- ASSIGNED TASK -
Spot each line in the records below where the word "first" occurs, then copy it.

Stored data

_ _ _ _ _ _ _

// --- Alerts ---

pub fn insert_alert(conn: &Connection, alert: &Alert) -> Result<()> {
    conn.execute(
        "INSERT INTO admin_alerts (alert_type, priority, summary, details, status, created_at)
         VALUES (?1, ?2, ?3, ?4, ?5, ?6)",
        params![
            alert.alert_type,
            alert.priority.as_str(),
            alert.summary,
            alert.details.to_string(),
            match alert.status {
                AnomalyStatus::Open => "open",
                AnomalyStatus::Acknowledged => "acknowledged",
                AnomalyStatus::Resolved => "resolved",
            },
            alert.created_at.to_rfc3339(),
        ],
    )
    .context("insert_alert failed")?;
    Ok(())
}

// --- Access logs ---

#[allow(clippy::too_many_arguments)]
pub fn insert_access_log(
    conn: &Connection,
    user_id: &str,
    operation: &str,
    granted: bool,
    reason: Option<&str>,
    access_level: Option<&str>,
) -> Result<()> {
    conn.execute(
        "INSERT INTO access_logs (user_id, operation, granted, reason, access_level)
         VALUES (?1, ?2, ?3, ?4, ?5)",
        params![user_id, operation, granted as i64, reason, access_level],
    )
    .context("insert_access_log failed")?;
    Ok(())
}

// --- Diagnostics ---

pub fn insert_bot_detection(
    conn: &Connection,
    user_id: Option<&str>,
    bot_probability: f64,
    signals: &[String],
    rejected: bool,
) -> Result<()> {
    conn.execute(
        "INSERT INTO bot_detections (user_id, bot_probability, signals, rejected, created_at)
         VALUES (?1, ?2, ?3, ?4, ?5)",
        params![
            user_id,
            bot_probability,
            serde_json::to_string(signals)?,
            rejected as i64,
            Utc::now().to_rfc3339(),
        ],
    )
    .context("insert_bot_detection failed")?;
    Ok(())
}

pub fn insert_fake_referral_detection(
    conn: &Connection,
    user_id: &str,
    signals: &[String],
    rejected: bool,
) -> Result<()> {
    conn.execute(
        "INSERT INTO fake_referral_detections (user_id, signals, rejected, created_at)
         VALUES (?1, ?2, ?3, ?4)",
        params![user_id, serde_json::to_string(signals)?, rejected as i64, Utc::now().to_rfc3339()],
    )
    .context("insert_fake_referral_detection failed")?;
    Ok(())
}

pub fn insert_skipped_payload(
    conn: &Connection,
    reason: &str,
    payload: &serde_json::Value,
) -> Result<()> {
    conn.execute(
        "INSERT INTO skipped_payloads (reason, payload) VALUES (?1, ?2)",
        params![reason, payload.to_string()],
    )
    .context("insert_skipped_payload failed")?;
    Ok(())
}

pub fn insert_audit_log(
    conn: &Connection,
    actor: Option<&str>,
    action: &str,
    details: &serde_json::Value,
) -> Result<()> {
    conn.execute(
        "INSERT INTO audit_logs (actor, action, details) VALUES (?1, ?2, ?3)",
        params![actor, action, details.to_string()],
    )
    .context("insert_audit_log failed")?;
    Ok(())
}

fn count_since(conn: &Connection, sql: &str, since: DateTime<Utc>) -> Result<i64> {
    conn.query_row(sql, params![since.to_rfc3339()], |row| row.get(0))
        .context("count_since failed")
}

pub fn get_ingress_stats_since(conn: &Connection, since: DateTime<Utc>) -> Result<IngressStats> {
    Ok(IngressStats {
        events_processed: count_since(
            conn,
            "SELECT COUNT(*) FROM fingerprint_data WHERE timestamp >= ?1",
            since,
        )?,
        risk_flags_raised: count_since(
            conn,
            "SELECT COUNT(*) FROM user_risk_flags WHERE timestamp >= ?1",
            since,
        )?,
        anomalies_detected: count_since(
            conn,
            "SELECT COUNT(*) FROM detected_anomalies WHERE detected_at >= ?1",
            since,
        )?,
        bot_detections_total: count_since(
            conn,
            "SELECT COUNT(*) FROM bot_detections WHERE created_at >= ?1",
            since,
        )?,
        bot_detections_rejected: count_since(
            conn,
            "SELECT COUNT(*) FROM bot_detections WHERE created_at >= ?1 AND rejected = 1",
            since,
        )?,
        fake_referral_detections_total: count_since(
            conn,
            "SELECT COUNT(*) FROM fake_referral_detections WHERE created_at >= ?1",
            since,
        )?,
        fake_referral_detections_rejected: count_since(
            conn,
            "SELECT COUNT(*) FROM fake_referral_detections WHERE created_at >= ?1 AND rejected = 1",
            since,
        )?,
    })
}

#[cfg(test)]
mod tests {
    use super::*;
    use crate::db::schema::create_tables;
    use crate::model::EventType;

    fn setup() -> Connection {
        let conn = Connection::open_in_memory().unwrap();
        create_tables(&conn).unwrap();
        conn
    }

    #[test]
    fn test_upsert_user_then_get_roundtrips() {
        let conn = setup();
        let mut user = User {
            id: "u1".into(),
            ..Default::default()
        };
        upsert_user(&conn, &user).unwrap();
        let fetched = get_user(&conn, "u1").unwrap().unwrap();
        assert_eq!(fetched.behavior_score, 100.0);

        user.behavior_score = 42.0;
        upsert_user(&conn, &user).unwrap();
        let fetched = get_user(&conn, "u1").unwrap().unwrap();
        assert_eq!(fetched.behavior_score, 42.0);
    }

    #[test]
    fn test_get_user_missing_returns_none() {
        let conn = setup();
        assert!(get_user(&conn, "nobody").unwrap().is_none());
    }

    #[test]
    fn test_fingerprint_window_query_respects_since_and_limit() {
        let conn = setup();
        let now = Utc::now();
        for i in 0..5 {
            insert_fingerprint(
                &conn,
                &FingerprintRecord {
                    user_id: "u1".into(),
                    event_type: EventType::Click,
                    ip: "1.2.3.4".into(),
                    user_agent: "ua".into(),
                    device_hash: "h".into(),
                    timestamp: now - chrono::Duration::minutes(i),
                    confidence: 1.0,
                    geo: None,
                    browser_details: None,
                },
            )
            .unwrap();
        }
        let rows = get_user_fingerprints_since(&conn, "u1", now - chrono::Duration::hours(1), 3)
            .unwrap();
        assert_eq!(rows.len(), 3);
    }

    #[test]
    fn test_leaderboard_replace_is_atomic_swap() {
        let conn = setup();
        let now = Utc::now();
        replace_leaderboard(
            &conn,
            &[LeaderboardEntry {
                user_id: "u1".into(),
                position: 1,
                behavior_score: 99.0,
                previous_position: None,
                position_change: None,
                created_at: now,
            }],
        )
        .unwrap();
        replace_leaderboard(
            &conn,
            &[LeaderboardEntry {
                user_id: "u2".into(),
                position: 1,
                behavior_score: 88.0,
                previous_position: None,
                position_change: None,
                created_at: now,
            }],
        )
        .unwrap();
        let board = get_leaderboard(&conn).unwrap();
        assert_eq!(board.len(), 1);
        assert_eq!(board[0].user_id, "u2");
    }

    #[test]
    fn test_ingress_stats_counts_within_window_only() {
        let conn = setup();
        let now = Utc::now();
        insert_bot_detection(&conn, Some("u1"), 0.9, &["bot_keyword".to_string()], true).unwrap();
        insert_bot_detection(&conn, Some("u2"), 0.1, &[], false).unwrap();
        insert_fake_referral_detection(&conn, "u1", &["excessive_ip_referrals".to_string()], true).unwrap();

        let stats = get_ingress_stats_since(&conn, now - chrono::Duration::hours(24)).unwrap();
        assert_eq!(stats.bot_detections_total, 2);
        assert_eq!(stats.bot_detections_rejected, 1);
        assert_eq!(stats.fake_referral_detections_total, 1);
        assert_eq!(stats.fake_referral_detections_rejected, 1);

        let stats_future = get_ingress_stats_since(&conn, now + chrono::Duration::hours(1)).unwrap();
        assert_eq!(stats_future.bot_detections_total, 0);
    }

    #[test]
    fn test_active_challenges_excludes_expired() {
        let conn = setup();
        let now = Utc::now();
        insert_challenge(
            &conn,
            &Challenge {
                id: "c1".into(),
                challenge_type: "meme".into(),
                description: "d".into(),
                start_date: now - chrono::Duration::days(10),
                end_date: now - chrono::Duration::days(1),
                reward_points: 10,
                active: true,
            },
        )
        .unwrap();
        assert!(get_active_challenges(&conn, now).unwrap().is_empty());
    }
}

_ _ _ _ _ _ _

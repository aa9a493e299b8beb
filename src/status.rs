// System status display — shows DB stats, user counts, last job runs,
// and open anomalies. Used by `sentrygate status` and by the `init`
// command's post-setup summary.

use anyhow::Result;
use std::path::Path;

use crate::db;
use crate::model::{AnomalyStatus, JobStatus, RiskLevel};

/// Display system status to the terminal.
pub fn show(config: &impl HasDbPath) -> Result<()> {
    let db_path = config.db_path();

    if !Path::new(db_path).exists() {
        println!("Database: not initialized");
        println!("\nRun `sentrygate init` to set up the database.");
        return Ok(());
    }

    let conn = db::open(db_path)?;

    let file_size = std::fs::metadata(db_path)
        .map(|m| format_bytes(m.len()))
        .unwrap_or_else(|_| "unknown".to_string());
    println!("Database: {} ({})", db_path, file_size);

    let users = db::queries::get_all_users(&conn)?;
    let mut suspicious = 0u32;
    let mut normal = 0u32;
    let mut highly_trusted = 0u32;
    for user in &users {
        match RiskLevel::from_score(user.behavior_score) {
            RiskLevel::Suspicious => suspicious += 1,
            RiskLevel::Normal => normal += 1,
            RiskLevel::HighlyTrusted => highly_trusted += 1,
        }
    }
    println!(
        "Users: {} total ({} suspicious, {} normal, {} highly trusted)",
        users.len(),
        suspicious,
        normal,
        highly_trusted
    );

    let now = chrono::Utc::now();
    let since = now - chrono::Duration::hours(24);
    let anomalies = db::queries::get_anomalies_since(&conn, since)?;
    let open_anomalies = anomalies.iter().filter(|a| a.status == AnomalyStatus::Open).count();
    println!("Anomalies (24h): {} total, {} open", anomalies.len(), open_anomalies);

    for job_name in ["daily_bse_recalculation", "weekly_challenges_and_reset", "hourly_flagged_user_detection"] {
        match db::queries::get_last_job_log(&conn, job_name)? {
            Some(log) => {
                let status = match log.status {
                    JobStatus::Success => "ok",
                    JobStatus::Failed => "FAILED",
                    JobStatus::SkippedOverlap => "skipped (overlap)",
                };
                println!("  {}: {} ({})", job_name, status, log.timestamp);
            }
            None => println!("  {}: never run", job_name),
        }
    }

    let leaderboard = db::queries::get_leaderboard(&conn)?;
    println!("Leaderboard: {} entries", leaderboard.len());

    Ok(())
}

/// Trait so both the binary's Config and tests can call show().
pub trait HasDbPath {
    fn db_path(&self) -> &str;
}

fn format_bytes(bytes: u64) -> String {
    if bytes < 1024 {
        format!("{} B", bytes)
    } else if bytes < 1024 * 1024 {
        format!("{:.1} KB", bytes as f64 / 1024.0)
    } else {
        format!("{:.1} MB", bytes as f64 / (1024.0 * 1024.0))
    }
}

_ _ _ _ _ _ _

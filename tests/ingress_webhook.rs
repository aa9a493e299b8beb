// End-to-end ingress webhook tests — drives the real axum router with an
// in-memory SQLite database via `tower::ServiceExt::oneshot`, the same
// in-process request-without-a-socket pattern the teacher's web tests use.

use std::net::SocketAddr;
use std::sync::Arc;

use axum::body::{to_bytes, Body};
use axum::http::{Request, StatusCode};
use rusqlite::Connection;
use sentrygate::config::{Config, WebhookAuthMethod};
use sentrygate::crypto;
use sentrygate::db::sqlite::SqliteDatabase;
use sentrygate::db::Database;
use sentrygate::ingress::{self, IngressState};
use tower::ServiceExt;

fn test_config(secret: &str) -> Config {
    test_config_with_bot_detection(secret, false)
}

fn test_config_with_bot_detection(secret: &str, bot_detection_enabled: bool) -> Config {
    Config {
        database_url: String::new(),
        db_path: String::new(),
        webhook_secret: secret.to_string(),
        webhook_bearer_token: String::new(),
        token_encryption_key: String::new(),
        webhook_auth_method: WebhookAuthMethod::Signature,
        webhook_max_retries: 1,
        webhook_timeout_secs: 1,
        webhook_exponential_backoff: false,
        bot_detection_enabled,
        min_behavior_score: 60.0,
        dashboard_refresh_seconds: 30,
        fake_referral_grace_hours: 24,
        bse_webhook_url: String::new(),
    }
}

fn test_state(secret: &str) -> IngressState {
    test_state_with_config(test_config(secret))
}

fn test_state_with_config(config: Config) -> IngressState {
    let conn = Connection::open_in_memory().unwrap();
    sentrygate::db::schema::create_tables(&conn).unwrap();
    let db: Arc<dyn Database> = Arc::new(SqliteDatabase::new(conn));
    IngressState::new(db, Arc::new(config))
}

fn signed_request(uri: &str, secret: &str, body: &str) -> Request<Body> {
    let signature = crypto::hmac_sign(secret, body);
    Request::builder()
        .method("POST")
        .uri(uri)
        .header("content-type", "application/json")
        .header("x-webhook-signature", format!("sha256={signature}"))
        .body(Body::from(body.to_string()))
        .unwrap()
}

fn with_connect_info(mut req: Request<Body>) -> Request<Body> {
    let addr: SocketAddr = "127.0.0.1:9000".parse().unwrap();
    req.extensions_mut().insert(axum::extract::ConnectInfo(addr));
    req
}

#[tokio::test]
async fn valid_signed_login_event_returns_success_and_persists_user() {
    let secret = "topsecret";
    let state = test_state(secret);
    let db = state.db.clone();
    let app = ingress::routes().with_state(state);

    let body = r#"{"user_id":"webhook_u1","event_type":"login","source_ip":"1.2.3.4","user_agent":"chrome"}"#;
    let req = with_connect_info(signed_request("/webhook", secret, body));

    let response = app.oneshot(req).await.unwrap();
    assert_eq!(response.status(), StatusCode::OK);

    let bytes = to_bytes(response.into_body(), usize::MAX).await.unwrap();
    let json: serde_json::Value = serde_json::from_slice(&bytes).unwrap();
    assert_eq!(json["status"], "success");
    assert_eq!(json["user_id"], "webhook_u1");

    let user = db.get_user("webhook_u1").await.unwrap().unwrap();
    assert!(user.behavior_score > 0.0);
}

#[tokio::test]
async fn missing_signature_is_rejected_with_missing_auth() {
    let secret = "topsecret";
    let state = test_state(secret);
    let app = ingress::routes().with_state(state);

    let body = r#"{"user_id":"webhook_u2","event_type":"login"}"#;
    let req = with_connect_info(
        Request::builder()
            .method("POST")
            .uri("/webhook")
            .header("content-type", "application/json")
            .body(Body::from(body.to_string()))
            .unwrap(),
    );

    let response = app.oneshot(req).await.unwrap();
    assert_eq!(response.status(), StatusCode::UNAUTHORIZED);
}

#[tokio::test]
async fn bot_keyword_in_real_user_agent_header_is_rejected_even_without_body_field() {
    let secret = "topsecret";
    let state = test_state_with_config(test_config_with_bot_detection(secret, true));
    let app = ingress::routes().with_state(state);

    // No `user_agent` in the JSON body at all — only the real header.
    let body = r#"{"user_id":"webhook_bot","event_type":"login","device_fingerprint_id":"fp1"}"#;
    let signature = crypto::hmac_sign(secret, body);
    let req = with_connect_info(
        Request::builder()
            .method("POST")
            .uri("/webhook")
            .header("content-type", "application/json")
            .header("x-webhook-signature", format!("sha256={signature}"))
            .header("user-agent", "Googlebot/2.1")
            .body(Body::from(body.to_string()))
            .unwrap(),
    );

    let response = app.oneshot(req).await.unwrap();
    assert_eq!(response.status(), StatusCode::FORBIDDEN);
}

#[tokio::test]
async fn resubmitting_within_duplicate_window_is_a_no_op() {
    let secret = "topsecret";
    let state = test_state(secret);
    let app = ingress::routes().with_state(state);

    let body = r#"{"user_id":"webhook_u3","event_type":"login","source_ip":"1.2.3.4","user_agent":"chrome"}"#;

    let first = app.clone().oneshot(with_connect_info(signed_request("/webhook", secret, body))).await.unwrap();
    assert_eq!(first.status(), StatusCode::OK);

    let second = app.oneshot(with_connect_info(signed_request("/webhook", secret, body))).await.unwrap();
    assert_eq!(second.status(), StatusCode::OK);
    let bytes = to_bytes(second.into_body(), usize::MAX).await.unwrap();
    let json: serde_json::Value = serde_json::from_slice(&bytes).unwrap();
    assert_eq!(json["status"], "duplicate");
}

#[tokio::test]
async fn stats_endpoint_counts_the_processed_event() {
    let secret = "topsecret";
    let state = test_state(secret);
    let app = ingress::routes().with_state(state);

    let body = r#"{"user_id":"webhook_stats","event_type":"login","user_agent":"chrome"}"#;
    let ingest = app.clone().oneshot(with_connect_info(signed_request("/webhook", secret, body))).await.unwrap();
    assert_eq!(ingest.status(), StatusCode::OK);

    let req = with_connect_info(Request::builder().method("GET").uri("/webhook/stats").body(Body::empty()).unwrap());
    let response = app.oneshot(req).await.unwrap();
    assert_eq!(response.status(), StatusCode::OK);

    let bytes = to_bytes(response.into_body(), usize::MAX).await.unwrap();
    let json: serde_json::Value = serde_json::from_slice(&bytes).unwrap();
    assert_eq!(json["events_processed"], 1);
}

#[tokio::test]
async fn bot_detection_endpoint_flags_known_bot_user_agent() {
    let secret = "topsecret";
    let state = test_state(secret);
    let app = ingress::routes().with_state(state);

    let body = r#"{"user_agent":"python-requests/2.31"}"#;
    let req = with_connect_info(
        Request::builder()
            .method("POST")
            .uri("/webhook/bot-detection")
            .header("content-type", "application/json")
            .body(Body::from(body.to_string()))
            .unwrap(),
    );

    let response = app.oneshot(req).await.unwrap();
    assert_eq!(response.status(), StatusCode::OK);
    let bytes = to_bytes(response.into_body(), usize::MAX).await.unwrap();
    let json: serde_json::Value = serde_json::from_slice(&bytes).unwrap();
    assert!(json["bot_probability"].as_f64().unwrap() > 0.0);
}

_ _ _ _ _ _ _

- REPLY -
    let first = app.clone().oneshot(with_connect_info(signed_request("/webhook", secret, body))).await.unwrap();
    assert_eq!(first.status(), StatusCode::OK);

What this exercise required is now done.